C’est là une conclusion qui n’est pas trop surprenante et n’importe qui, je pense, prendrait toujours Socrate pieds nus et ne disposant que de sa seule parole pour capter l’attention avant n’importe qui d’autre, équipé de toutes les nouvelles technologies qu’on voudra.

J’en viens à la deuxième idée, celle qui veut que le mode multitâche qu’ils pratiquent tant et pour lequel ils semblent si doués impliquerait que les plus jeunes générations vont trouver ennuyante une école qui n’invite pas à le pratiquer. Cette conclusion est encore une fois erronée et ne prend pas en compte ce qu’on sait désormais sur la pratique du multitâche.

Les plus jeunes sont en effet meilleurs que les personnes plus âgées pour le pratiquer : mais ils le sont indépendamment de leur pratique, ils le sont d’emblée, naturellement, sans doute parce que leur mémoire de travail, en vertu de leur âge, est meilleure. Des jeunes personnes qui ne touchent pas ou très peu aux NTIC sont en fait aussi bonnes pour le mode multitâche que d’autres qui le pratiquent sans cesse ! De plus, et de toute façon, le seul fait qu’ils soient bons à cette pratique n’implique pas que celle-ci doive être adoptée en éducation ou qu’elle soit judicieuse pour apprendre.
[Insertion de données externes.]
use crate::{network, peers, secret};
use anyhow::{Context as _, Result};
use serde::{Deserialize, Serialize};
use std::{path::Path, time::Duration};
use structopt::StructOpt;

#[derive(Debug, PartialEq, Eq, Clone, StructOpt, Serialize, Deserialize, Default)]
#[serde(deny_unknown_fields)]
pub struct Config {
    #[structopt(flatten)]
    #[serde(default)]
    pub secret: secret::Config,

    #[structopt(flatten)]
    #[serde(default)]
    pub network: network::Config,

    #[structopt(flatten)]
    #[serde(default)]
    pub peers: peers::Config,
}

impl Config {
    pub const EXAMPLE: &'static str = include_str!("config.yaml");

    pub fn from_file<P>(path: P) -> Result<Self>
    where
        P: AsRef<Path>,
    {
        let path = path.as_ref();
        let file = std::fs::File::open(path)
            .with_context(|| format!("Cannot open file: {}", path.display()))?;
        serde_yaml::from_reader(file)
            .with_context(|| format!("Invalid config file: {}", path.display()))
    }
}

/// command line parser of durations in seconds
pub(crate) fn duration(s: &str) -> Result<Duration> {
    let i = s
        .parse()
        .context("expecting to parse a duration in seconds")?;
    Ok(Duration::from_secs(i))
}

/// durations in seconds in the configuration file
pub(crate) mod seconds {
    use serde::{Deserialize as _, Deserializer, Serializer};
    use std::time::Duration;

    pub fn serialize<S>(duration: &Duration, serializer: S) -> Result<S::Ok, S::Error>
    where
        S: Serializer,
    {
        serializer.serialize_u64(duration.as_secs())
    }

    pub fn deserialize<'de, D>(deserializer: D) -> Result<Duration, D::Error>
    where
        D: Deserializer<'de>,
    {
        u64::deserialize(deserializer).map(Duration::from_secs)
    }
}
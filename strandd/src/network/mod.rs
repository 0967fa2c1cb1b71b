pub mod config;

pub use self::config::Config;
use crate::{
    peers::{self, Peerstore},
    secret::Secret,
};
use anyhow::{Context as _, Result};
use keynesis::key::ed25519::PublicKey;
use std::sync::Arc;
use strand_lib::PeerAddress;
use strand_network::{Listening, SecureChannel, TcpTransport, Upgrade};

/// the node's network: the transport to dial the other peers, the
/// listener serving their requests and the peerstore
pub struct Network {
    transport: TcpTransport,
    listening: Listening,
    peers: Arc<Peerstore>,
    public_address: PeerAddress,
}

impl Network {
    pub async fn new(secret: Secret, config: Config) -> Result<Self> {
        let id: PublicKey = *secret.public();

        let mut transport = TcpTransport::new().with_config(config.transport());
        if config.secure_channel {
            let secure = SecureChannel::new(secret.into_secret_key());
            transport = transport.with_upgrade(Upgrade::SecureChannel(Arc::new(secure)));
        } else {
            tracing::warn!("secure channel disabled, the connections will not be encrypted");
        }

        let peers = Arc::new(Peerstore::new());

        let listening = {
            let peers = Arc::clone(&peers);
            transport
                .listen(&config.listen_address, move |connection| {
                    let peers = Arc::clone(&peers);
                    async move {
                        if let Err(error) = peers::serve(&peers, connection).await {
                            tracing::warn!(reason = %error, "Cannot serve inbound peer");
                        }
                    }
                })
                .await
                .with_context(|| format!("Cannot listen to {}", config.listen_address))?
        };

        let public_address = PeerAddress::tcp(listening.local_address()).with_public_key(&id);
        tracing::info!(public_address = %public_address, "network started");

        Ok(Self {
            transport,
            listening,
            peers,
            public_address,
        })
    }

    /// the address the other peers can dial us at
    pub fn public_address(&self) -> &PeerAddress {
        &self.public_address
    }

    pub fn peers(&self) -> &Peerstore {
        &self.peers
    }

    /// bootstrap from every configured bootstrap peer
    ///
    /// a failing bootstrap peer is logged and skipped.
    pub async fn bootstrap(&self, config: &peers::Config) -> usize {
        let mut registered = 0;

        for bootstrap in config.bootstrap.iter() {
            match self.peers.bootstrap(&self.transport, bootstrap, config).await {
                Ok(n) => registered += n,
                Err(error) => {
                    tracing::warn!(bootstrap = %bootstrap, reason = ?error, "Cannot bootstrap")
                }
            }
        }

        tracing::info!(peers = self.peers.len(), new = registered, "bootstrap done");
        registered
    }

    pub async fn shutdown(self) {
        self.listening.close().await;
        tracing::info!("network stopped");
    }
}
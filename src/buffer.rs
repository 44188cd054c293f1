use alloc::collections::BTreeMap;
use alloc::vec::Vec;
use core::ops::Bound;

use tracing::{debug, error, trace};

use crate::{CausalityViolation, Message, Timestamp};

/// Lifecycle of a [`ReceiveBuffer`].
///
/// ```text
/// Fresh ──> Advancing <──> Gapped
/// ```
///
/// Only an `Advancing` buffer older than the linger limit may be collected.
#[derive(Debug, Clone, Copy, PartialEq, Eq)]
pub enum BufferState {
    /// Nothing delivered and nothing waiting.
    Fresh,
    /// Delivering in order, no message waiting on a missing predecessor.
    Advancing,
    /// At least one message is waiting for its predecessor.
    Gapped,
}

/// Per-origin reorder buffer.
///
/// Tracks the last timestamp delivered from one origin and holds messages
/// that arrived ahead of their causal predecessor, ordered by timestamp.
///
/// Every buffered message has a predecessor strictly after
/// `last_delivered`; `last_delivered` never moves backward.
#[derive(Debug, Clone, PartialEq, Eq)]
#[cfg_attr(feature = "serde", derive(serde::Serialize, serde::Deserialize))]
#[cfg_attr(
    feature = "serde",
    serde(bound(deserialize = "P: serde::Deserialize<'de>"))
)]
pub struct ReceiveBuffer<P> {
    #[cfg_attr(
        feature = "serde",
        serde(default, skip_serializing_if = "Option::is_none")
    )]
    last_delivered: Option<Timestamp>,
    #[cfg_attr(
        feature = "serde",
        serde(default, skip_serializing_if = "BTreeMap::is_empty")
    )]
    buffered: BTreeMap<Timestamp, Message<P>>,
}

impl<P> ReceiveBuffer<P> {
    /// Create an empty buffer.
    #[must_use]
    pub fn new() -> Self {
        Self {
            last_delivered: None,
            buffered: BTreeMap::new(),
        }
    }

    /// Timestamp of the most recently delivered message, if any.
    #[must_use]
    pub fn last_delivered(&self) -> Option<Timestamp> {
        self.last_delivered
    }

    /// Number of messages waiting for a predecessor.
    #[must_use]
    pub fn buffered_len(&self) -> usize {
        self.buffered.len()
    }

    /// Messages waiting for a predecessor, in timestamp order.
    pub fn buffered(&self) -> impl Iterator<Item = &Message<P>> {
        self.buffered.values()
    }

    /// Where this buffer is in its lifecycle.
    #[must_use]
    pub fn state(&self) -> BufferState {
        if !self.buffered.is_empty() {
            BufferState::Gapped
        } else if self.last_delivered.is_none() {
            BufferState::Fresh
        } else {
            BufferState::Advancing
        }
    }

    /// Whether this buffer can be dropped under the given linger limit.
    ///
    /// A gapped buffer is never collectible, however old.
    #[must_use]
    pub fn is_collectible(&self, linger_limit: Timestamp) -> bool {
        self.buffered.is_empty() && self.last_delivered < Some(linger_limit)
    }

    /// Accept one inbound message from this buffer's origin.
    ///
    /// Returns the messages that became deliverable, in causal order. The
    /// buffer is unchanged when an error is returned.
    pub(crate) fn accept(
        &mut self,
        message: Message<P>,
    ) -> Result<Vec<Message<P>>, CausalityViolation> {
        let last = self.last_delivered;
        let timestamp = message.timestamp();

        if Some(timestamp) <= last {
            trace!(
                origin = %message.sender(),
                %timestamp,
                "dropping duplicate message"
            );
            return Ok(Vec::new());
        }

        let predecessor = message.predecessor();
        if predecessor > last {
            debug!(
                origin = %message.sender(),
                %timestamp,
                buffered = self.buffered.len() + 1,
                "buffering message ahead of its predecessor"
            );
            self.buffered.insert(timestamp, message);
            return Ok(Vec::new());
        }
        let restart = predecessor < last;
        if restart {
            if predecessor.is_some() {
                return Err(self.violation(&message, last));
            }
            // The sender collected its tracking entry for us and started a
            // new chain; everything older has settled.
            debug!(
                origin = %message.sender(),
                %timestamp,
                "sender restarted its chain"
            );
        }

        let chain = self.successors_of(timestamp);
        let head = chain.last().copied().unwrap_or(timestamp);

        // Whatever is left after draining must still wait on a predecessor
        // after `head`. Entries of a superseded chain are exempt.
        if let Some(stale) = self.buffered.values().find(|m| {
            let ts = m.timestamp();
            let superseded = restart && ts < timestamp;
            !superseded
                && chain.binary_search(&ts).is_err()
                && (ts <= head || m.predecessor() <= Some(head))
        }) {
            return Err(self.violation(stale, last));
        }

        if restart {
            let current = self.buffered.split_off(&timestamp);
            let superseded = core::mem::replace(&mut self.buffered, current);
            if !superseded.is_empty() {
                debug!(
                    origin = %message.sender(),
                    %timestamp,
                    dropped = superseded.len(),
                    "dropping buffered messages of superseded chain"
                );
            }
        }

        let mut delivered = Vec::with_capacity(chain.len() + 1);
        delivered.push(message);
        delivered.extend(chain.iter().filter_map(|ts| self.buffered.remove(ts)));
        self.last_delivered = Some(head);

        if delivered.len() > 1 {
            debug!(
                origin = %delivered[0].sender(),
                delivered = delivered.len(),
                still_buffered = self.buffered.len(),
                "resolved causal gap"
            );
        }
        Ok(delivered)
    }

    /// Timestamps of the buffered messages that follow `start`, in chain
    /// order (and therefore ascending).
    fn successors_of(&self, start: Timestamp) -> Vec<Timestamp> {
        let mut chain = Vec::new();
        let mut cursor = start;
        while let Some((&next, _)) = self
            .buffered
            .range((Bound::Excluded(cursor), Bound::Unbounded))
            .find(|(_, m)| m.predecessor() == Some(cursor))
        {
            chain.push(next);
            cursor = next;
        }
        chain
    }

    fn violation(&self, message: &Message<P>, last: Option<Timestamp>) -> CausalityViolation {
        let violation = CausalityViolation {
            origin: message.sender().clone(),
            timestamp: message.timestamp(),
            predecessor: message.predecessor(),
            last_delivered: last,
        };
        error!(%violation, "nondeterminism detected");
        violation
    }
}

impl<P> Default for ReceiveBuffer<P> {
    fn default() -> Self {
        Self::new()
    }
}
Or, une chose est désormais acquise par la recherche : ce n’est presque jamais une bonne idée que de faire plusieurs choses à la fois (comme parler au téléphone en conduisant) et de passer de la sorte d’une tâche à une autre. On est meilleur en se concentrant sur une tâche qu’en en faisant plusieurs à la fois. Cela est même vrai du simple fait de faire ses devoirs devant la télé : on les fait mieux si la télé est fermée (la musique – avec ou sans paroles, ce n’est pas clair – pourrait être une exception à cette règle…).

Plus étonnant encore, rapporte Willingham, on a montré en laboratoire que les jeunes adultes qui pratiquent beaucoup le mode multitâche sont moins bons dans les tâches cognitives que les autres, qui le pratiquent moins. Ce fait signifie sans doute non que la pratique du multitâche les a rendus moins bons, mais que les personnes qui sont moins bonnes à ces tâches cognitives sont plus enclines à papillonner et donc à pratiquer le mode multitâche.


[1Daniel Willingham, « Have technology and multitasking rewired how student learn ? », American Educator, Summer 2010, pp. 23-28 et p. 42.